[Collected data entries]
=-=-=
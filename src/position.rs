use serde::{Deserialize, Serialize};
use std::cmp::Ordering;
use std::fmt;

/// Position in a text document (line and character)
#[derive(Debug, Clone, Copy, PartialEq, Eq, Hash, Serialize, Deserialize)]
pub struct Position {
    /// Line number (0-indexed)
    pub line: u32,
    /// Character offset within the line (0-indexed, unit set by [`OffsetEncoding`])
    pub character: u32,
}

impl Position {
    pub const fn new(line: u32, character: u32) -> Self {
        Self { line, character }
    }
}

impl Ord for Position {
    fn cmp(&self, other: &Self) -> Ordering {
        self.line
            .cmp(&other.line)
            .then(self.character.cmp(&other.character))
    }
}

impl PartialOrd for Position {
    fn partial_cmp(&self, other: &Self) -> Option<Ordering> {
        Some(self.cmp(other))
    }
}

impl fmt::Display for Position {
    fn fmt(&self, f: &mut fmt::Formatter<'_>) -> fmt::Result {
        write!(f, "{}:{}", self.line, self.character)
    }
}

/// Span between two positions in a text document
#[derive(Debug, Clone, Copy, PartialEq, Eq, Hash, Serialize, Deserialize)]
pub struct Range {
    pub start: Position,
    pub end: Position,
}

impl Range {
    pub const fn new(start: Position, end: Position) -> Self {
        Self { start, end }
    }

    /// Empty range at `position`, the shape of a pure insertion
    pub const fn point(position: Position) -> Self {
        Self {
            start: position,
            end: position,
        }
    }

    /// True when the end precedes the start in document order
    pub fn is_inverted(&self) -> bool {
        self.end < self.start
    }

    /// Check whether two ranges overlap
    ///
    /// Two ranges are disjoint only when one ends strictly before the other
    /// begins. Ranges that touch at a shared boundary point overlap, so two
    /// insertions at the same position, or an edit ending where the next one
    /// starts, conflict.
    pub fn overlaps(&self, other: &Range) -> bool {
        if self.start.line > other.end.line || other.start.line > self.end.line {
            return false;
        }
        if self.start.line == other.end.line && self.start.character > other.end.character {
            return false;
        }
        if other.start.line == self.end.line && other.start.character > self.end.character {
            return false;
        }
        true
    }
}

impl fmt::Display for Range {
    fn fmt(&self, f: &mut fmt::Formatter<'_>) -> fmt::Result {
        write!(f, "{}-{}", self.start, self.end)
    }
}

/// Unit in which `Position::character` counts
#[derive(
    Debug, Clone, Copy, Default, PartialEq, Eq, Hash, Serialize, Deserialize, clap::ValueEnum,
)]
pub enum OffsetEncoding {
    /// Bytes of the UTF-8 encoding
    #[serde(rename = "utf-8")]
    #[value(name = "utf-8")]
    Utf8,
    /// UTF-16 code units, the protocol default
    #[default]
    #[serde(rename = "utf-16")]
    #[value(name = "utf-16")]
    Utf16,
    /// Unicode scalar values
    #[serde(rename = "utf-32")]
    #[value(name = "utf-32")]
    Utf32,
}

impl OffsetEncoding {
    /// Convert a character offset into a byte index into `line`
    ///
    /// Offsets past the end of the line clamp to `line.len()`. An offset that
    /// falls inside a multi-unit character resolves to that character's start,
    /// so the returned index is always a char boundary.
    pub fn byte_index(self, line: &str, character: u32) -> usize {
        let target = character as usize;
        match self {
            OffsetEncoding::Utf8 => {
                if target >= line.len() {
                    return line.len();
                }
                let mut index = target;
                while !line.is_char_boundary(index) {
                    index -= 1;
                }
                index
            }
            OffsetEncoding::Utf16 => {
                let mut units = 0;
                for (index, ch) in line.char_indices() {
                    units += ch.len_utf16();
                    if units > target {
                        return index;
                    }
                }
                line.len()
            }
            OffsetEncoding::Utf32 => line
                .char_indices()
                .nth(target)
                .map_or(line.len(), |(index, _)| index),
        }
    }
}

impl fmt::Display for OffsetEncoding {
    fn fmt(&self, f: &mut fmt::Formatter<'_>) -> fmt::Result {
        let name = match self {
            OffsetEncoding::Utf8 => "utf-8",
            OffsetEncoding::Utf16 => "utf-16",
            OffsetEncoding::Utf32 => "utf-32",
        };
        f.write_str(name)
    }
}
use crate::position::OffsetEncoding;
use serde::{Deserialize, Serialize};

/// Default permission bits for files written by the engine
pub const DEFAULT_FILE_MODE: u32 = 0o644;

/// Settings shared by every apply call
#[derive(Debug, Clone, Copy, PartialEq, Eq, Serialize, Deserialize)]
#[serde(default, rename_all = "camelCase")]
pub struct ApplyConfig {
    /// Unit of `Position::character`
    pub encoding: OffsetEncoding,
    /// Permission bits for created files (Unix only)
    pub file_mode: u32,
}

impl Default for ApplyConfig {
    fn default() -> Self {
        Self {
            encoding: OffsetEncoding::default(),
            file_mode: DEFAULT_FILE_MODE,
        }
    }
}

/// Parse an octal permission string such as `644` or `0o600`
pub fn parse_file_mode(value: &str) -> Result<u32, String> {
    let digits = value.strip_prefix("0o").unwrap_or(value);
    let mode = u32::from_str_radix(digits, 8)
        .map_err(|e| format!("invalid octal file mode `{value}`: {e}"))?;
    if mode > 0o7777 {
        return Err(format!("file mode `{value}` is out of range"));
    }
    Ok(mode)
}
=-=-=
*Your goal*.
Retype, exactly and in full, the lines above from the one containing "the UTF-8 encoding" through the one containing "Unicode scalar values".

*The answer*.
    /// Bytes of the UTF-8 encoding
    #[serde(rename = "utf-8")]
    #[value(name = "utf-8")]
    Utf8,
    /// UTF-16 code units, the protocol default
    #[default]
    #[serde(rename = "utf-16")]
    #[value(name = "utf-16")]
    Utf16,
    /// Unicode scalar values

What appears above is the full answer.